The Pull of Negative Gravity
nytheatre.com review by Loren Noveck
May 14, 2005
The Pull of Negative Gravity, a British play about a wounded soldier’s return home from the current war in Iraq, packs an emotional punch. It provides a slightly unfamiliar lens through which to view a situation that grows more common the longer the war continues—though in truth the story could well be plucked from the newspaper of a small Midwestern American town. Two brothers, running a failing family farm after their father’s death, flip a coin to see who goes off to war and who stays behind with their mother. The one who goes, Dai, leaves behind a fiancee, Bethan, a nurse who herself yearns for a life of adventure and excitement. The one who stays, Rhys, is also a little bit in love with Bethan, and Bethan is perfectly happy to dally with him while Dai is away. Then Dai returns home, seriously wounded in both body and spirit.
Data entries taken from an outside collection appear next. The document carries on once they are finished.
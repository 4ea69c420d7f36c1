//! 库存模块：产品库、查询引擎与 HTTP 适配层

pub mod handler;
pub mod model;
pub mod normalize;
pub mod query;
pub mod service;

pub use model::{Product, ProductDraft, ProductId, StockStatus};
pub use normalize::NumericInput;
pub use query::{Filters, InventoryStats, Page, StatusFilter};
pub use service::ProductService;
The heart of the piece is the wrenching struggle of the family to re-form itself. The play’s most powerful moments are the tiny, often wordless, recognitions of how terribly things have changed for all four of these people: the stunned silence of Dai’s first entrance in a wheelchair, paralyzed on one side and barely able to speak; the look on Bethan’s face as her new husband begs her to kiss him and her only response is nausea; Rhys’s matter-of-fact adjustment to carrying his older brother around as if he were a suitcase, so that Dai can get outside. Bethan goes through with the wedding even though she can barely bring herself to look Dai full in the face, let alone touch him. Dai’s mother, Vi, had let herself believe that Dai’s injuries were negligible, and doesn’t quite know how to share either her strength or her grief with him.
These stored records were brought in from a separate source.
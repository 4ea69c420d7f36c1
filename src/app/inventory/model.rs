//! 库存数据模型
//!
//! 字段名与旧版快照保持一致（`codigo`、`nome`、`precoCusto` ……），
//! 已有数据可以原样读取。

use chrono::{DateTime, Utc};
use serde::{Deserialize, Serialize};
use std::fmt;
use validator::Validate;

use super::normalize::{
    count_or_zero, currency_or_zero, lenient_amount, lenient_count, NumericInput,
};
use super::query::classify_status;
use crate::core::error::{validation_messages, CoreError, Result};

/// 产品标识，创建后不可变
#[derive(Debug, Clone, PartialEq, Eq, Hash, Serialize, Deserialize)]
#[serde(transparent)]
pub struct ProductId(String);

impl ProductId {
    pub fn new() -> Self {
        Self(uuid::Uuid::new_v4().to_string())
    }

    pub fn as_str(&self) -> &str {
        &self.0
    }
}

impl Default for ProductId {
    fn default() -> Self {
        Self::new()
    }
}

impl From<&str> for ProductId {
    fn from(value: &str) -> Self {
        Self(value.to_string())
    }
}

impl From<String> for ProductId {
    fn from(value: String) -> Self {
        Self(value)
    }
}

impl fmt::Display for ProductId {
    fn fmt(&self, f: &mut fmt::Formatter<'_>) -> fmt::Result {
        f.write_str(&self.0)
    }
}

/// 库存状态
#[derive(Debug, Clone, Copy, PartialEq, Eq, Hash, Serialize, Deserialize)]
pub enum StockStatus {
    #[serde(rename = "sem_estoque")]
    OutOfStock,
    #[serde(rename = "critico")]
    Critical,
    #[serde(rename = "baixo")]
    Low,
    #[serde(rename = "ok")]
    Ok,
}

impl StockStatus {
    pub const ALL: [StockStatus; 4] = [
        StockStatus::OutOfStock,
        StockStatus::Critical,
        StockStatus::Low,
        StockStatus::Ok,
    ];

    /// 过滤参数中使用的取值
    pub fn as_str(&self) -> &'static str {
        match self {
            StockStatus::OutOfStock => "sem_estoque",
            StockStatus::Critical => "critico",
            StockStatus::Low => "baixo",
            StockStatus::Ok => "ok",
        }
    }

    /// 界面显示文本
    pub fn label(&self) -> &'static str {
        match self {
            StockStatus::OutOfStock => "Sem Estoque",
            StockStatus::Critical => "Crítico",
            StockStatus::Low => "Baixo",
            StockStatus::Ok => "OK",
        }
    }

    pub fn parse(value: &str) -> Option<Self> {
        Self::ALL.into_iter().find(|s| s.as_str() == value)
    }
}

/// 产品记录
#[derive(Debug, Clone, PartialEq, Serialize, Deserialize)]
pub struct Product {
    pub id: ProductId,
    #[serde(rename = "codigo")]
    pub code: String,
    #[serde(rename = "nome")]
    pub name: String,
    #[serde(rename = "categoria")]
    pub category: String,
    #[serde(rename = "descricao", default, skip_serializing_if = "Option::is_none")]
    pub description: Option<String>,
    #[serde(rename = "quantidade", default, deserialize_with = "lenient_count")]
    pub quantity: u32,
    #[serde(rename = "estoqueMinimo", default, deserialize_with = "lenient_count")]
    pub minimum_stock: u32,
    #[serde(rename = "precoCusto", default, deserialize_with = "lenient_amount")]
    pub cost_price: f64,
    #[serde(rename = "precoVenda", default, deserialize_with = "lenient_amount")]
    pub sale_price: f64,
    #[serde(rename = "fornecedor", default, skip_serializing_if = "Option::is_none")]
    pub supplier: Option<String>,
    #[serde(rename = "localizacao", default, skip_serializing_if = "Option::is_none")]
    pub location: Option<String>,
    #[serde(rename = "dataCadastro")]
    pub created_at: DateTime<Utc>,
    #[serde(rename = "dataAtualizacao")]
    pub updated_at: DateTime<Utc>,
}

impl Product {
    /// 由草稿构建新记录，数值字段在此规范化
    pub fn from_draft(
        id: ProductId,
        code: String,
        draft: &ProductDraft,
        now: DateTime<Utc>,
    ) -> Self {
        let mut product = Self {
            id,
            code,
            name: String::new(),
            category: String::new(),
            description: None,
            quantity: 0,
            minimum_stock: 0,
            cost_price: 0.0,
            sale_price: 0.0,
            supplier: None,
            location: None,
            created_at: now,
            updated_at: now,
        };
        product.apply_draft(draft);
        product
    }

    /// 用草稿替换可编辑字段；`id`、`code` 与时间戳不变
    pub fn apply_draft(&mut self, draft: &ProductDraft) {
        self.name = draft.name.trim().to_string();
        self.category = draft.category.trim().to_string();
        self.description = non_blank(draft.description.as_deref());
        self.quantity = count_or_zero(draft.quantity.as_ref());
        self.minimum_stock = count_or_zero(draft.minimum_stock.as_ref());
        self.cost_price = currency_or_zero(draft.cost_price.as_ref());
        self.sale_price = currency_or_zero(draft.sale_price.as_ref());
        self.supplier = non_blank(draft.supplier.as_deref());
        self.location = non_blank(draft.location.as_deref());
    }

    pub fn status(&self) -> StockStatus {
        classify_status(self.quantity, self.minimum_stock)
    }

    /// 库存金额 = 数量 × 成本价
    pub fn line_total(&self) -> f64 {
        f64::from(self.quantity) * self.cost_price
    }
}

fn non_blank(value: Option<&str>) -> Option<String> {
    value
        .map(str::trim)
        .filter(|v| !v.is_empty())
        .map(str::to_string)
}

/// 用户提交的产品字段
///
/// 字段名沿用旧表单（`nome`、`categoria` ……），同时接受英文别名。
#[derive(Debug, Clone, Default, PartialEq, Serialize, Deserialize)]
#[serde(default)]
pub struct ProductDraft {
    #[serde(rename = "codigo", alias = "code")]
    pub code: Option<String>,
    #[serde(rename = "nome", alias = "name")]
    pub name: String,
    #[serde(rename = "categoria", alias = "category")]
    pub category: String,
    #[serde(rename = "descricao", alias = "description")]
    pub description: Option<String>,
    #[serde(rename = "quantidade", alias = "quantity")]
    pub quantity: Option<NumericInput>,
    #[serde(rename = "estoqueMinimo", alias = "minimumStock")]
    pub minimum_stock: Option<NumericInput>,
    #[serde(rename = "precoCusto", alias = "costPrice")]
    pub cost_price: Option<NumericInput>,
    #[serde(rename = "precoVenda", alias = "salePrice")]
    pub sale_price: Option<NumericInput>,
    #[serde(rename = "fornecedor", alias = "supplier")]
    pub supplier: Option<String>,
    #[serde(rename = "localizacao", alias = "location")]
    pub location: Option<String>,
}

#[derive(Validate)]
struct RequiredFields {
    #[validate(length(min = 1, message = "Categoria é obrigatória"))]
    category: String,
    #[validate(length(min = 1, message = "Nome do produto é obrigatório"))]
    name: String,
}

impl ProductDraft {
    pub fn new(name: impl Into<String>, category: impl Into<String>) -> Self {
        Self {
            name: name.into(),
            category: category.into(),
            ..Self::default()
        }
    }

    /// 提交前校验，失败时返回全部错误消息
    pub fn check(&self) -> Result<()> {
        let required = RequiredFields {
            category: self.category.trim().to_string(),
            name: self.name.trim().to_string(),
        };
        let mut messages = match required.validate() {
            Ok(()) => Vec::new(),
            Err(e) => validation_messages(&e),
        };

        let negative_count = |input: &Option<NumericInput>| {
            matches!(input.as_ref().and_then(NumericInput::signed_count), Some(n) if n < 0)
        };
        let negative_amount = |input: &Option<NumericInput>| {
            matches!(input, Some(NumericInput::Number(n)) if *n < 0.0)
        };

        if negative_count(&self.quantity) {
            messages.push("Quantidade não pode ser negativa".to_string());
        }
        if negative_count(&self.minimum_stock) {
            messages.push("Estoque mínimo não pode ser negativo".to_string());
        }
        if negative_amount(&self.cost_price) {
            messages.push("Preço de custo não pode ser negativo".to_string());
        }
        if negative_amount(&self.sale_price) {
            messages.push("Preço de venda não pode ser negativo".to_string());
        }

        if messages.is_empty() {
            Ok(())
        } else {
            Err(CoreError::InvalidInput(messages))
        }
    }

    /// 非空白的自带编码
    pub fn supplied_code(&self) -> Option<&str> {
        self.code.as_deref().map(str::trim).filter(|c| !c.is_empty())
    }
}

#[cfg(test)]
mod tests {
    use super::*;
    use serde_json::json;

    #[test]
    fn test_reads_legacy_snapshot_record() {
        let legacy = json!({
            "id": "lk3j2h1abc",
            "codigo": "P0001",
            "nome": "Bateria X",
            "categoria": "Baterias",
            "descricao": "",
            "quantidade": 7,
            "estoqueMinimo": 5,
            "precoCusto": 12.5,
            "precoVenda": 30,
            "fornecedor": "ACME",
            "dataCadastro": "2024-03-01T10:00:00.000Z",
            "dataAtualizacao": "2024-03-02T10:00:00.000Z",
            "extra": true
        });

        let product: Product = serde_json::from_value(legacy).unwrap();
        assert_eq!(product.id.as_str(), "lk3j2h1abc");
        assert_eq!(product.code, "P0001");
        assert_eq!(product.sale_price, 30.0);
        assert_eq!(product.location, None);
        assert_eq!(product.line_total(), 87.5);
        assert_eq!(product.status(), StockStatus::Low);
    }

    #[test]
    fn test_serializes_legacy_field_names() {
        let draft = ProductDraft::new("Tela Y", "Telas");
        let product = Product::from_draft(ProductId::from("a"), "P0001".into(), &draft, Utc::now());
        let value = serde_json::to_value(&product).unwrap();

        let fields = [
            "id",
            "codigo",
            "nome",
            "categoria",
            "quantidade",
            "estoqueMinimo",
            "precoCusto",
            "precoVenda",
            "dataCadastro",
            "dataAtualizacao",
        ];
        for field in fields {
            assert!(value.get(field).is_some(), "missing {}", field);
        }
        assert!(value.get("descricao").is_none());
    }

    #[test]
    fn test_from_draft_normalizes() {
        let draft = ProductDraft {
            code: None,
            name: "  Conector USB-C ".into(),
            category: "Conectores".into(),
            description: Some("   ".into()),
            quantity: Some("15 un".into()),
            minimum_stock: Some("abc".into()),
            cost_price: Some("R$ 1.234,56".into()),
            sale_price: Some("abc".into()),
            supplier: Some("Fornecedor A".into()),
            location: None,
        };
        let now = Utc::now();
        let product = Product::from_draft(ProductId::new(), "P0001".into(), &draft, now);

        assert_eq!(product.name, "Conector USB-C");
        assert_eq!(product.description, None);
        assert_eq!(product.quantity, 15);
        assert_eq!(product.minimum_stock, 0);
        assert_eq!(product.cost_price, 1234.56);
        assert_eq!(product.sale_price, 0.0);
        assert_eq!(product.supplier.as_deref(), Some("Fornecedor A"));
        assert_eq!(product.created_at, now);
        assert_eq!(product.updated_at, now);
    }

    #[test]
    fn test_check_reports_all_problems() {
        let draft = ProductDraft {
            name: "   ".into(),
            quantity: Some("-1".into()),
            sale_price: Some(NumericInput::Number(-3.0)),
            ..ProductDraft::default()
        };

        match draft.check() {
            Err(CoreError::InvalidInput(messages)) => {
                assert!(messages.contains(&"Nome do produto é obrigatório".to_string()));
                assert!(messages.contains(&"Categoria é obrigatória".to_string()));
                assert!(messages.contains(&"Quantidade não pode ser negativa".to_string()));
                assert!(messages.contains(&"Preço de venda não pode ser negativo".to_string()));
                assert_eq!(messages.len(), 4);
            }
            other => panic!("expected InvalidInput, got {:?}", other),
        }
    }

    #[test]
    fn test_check_accepts_minimal_draft() {
        assert!(ProductDraft::new("Tela", "Telas").check().is_ok());
    }

    #[test]
    fn test_draft_accepts_english_aliases() {
        let draft: ProductDraft = serde_json::from_value(json!({
            "name": "Bateria",
            "category": "Baterias",
            "quantity": 3,
            "costPrice": "10,00"
        }))
        .unwrap();
        assert_eq!(draft.name, "Bateria");
        assert_eq!(draft.quantity, Some(NumericInput::Number(3.0)));
        assert_eq!(draft.supplied_code(), None);
    }

    #[test]
    fn test_status_strings() {
        assert_eq!(StockStatus::parse("critico"), Some(StockStatus::Critical));
        assert_eq!(StockStatus::parse("all"), None);
        assert_eq!(StockStatus::OutOfStock.label(), "Sem Estoque");
        assert_eq!(
            serde_json::to_string(&StockStatus::OutOfStock).unwrap(),
            "\"sem_estoque\""
        );
    }
}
All four actors give very strong, and very distinct, performances. Joanne Howarth as Vi is all nuance—Vi is stoic, unsentimental; she feels deeply but wouldn’t dream of discussing it with anyone. Louise Collins as Bethan is just the opposite—an exposed nerve ending, bubbling over with the desire to feel, smell, taste the world, and without the good sense to know when to close off a little. Lee Haven-Jones as Dai has the most physically challenging role, shuttling back and forth in flashbacks and/or fantasy sequences between the strong, joyful Dai of last year and the grievously wounded man of today, desperate to communicate and to love and to be touched, and barely able to make his simplest statements understood. You feel his frustration and his rage almost coming off his twisted form in waves, and it’s a release for both audience and actor when the flashbacks and fantasy sequences come and he can walk and speak again. And Daniel Hawksford as Rhys is simply, often painfully honest—the man who says what he thinks, knows what he feels, and all too often pays a terrible price for it.
Director Gregory Thompson has a strong, graceful touch with the play’s physical vocabulary, deftly smoothing over potentially awkward transitions from present to past, from location to location, and from reality to dream. Ellen Cairns’s set helps enormously by lightly layering the natural world of the countryside—drystone walls, boulders, sky—over the solidly literal furniture of a farmhouse living room.
Although the play is affecting, it can also be frustrating. Playwright Jonathan Lichtenstein piles trauma upon trauma on this poor family to a point that almost defies belief. The farm fails due to the foot-and-mouth epidemic; the brothers betray each other; their father may have committed suicide; Bethan cheats on her fiance with his brother. There’s an incidental and somewhat baffling subplot about a severely burned patient of Bethan’s, also a wounded soldier, who has no ID and might in fact be an “enemy combatant” accidentally flown to a British hospital. I also found some of the choices of what to show onstage and what to elide between scenes a little arbitrary, especially the choice to skip immediately from the moment of Dai’s entrance straight to the wedding. It makes the wedding scene more harrowing, true, but also more implausible, as nothing about the lusty, romantic Bethan of the first part of the play explains why she stands by Dai.
Bethan in general is a much less well-developed character than the others. She’s set up as sort of a life-force—a caring nurse filled with lust and sensation—but this seems to me to be an ineffective metaphor overlaying a character who is shallow, thoughtless, and overwrought. She cheats on her fiance with his brother without a drop of remorse; she then rejects Rhys over and over until Dai returns crippled; she marries Dai and then leaves him almost immediately; and when we see her last she’s throwing herself at Rhys again. I wanted there to be more to her than her sexuality.
Although the play is flawed, its emotional core and Lichtenstein’s blazing passion for his material and his story make it work. It’s less about the war in Iraq, or even war in general, than the aftermath of war, the terrible damage a war thousands of miles away has done to a family. The world will be living with the aftermath of this conflict for many years to come. And as citizens of the nation most responsible for the war, I think we Americans, in particular, should see works like this, that give us a perspective different from our own. As hard as it sometimes is to watch The Pull of Negative Gravity, we dare not look away.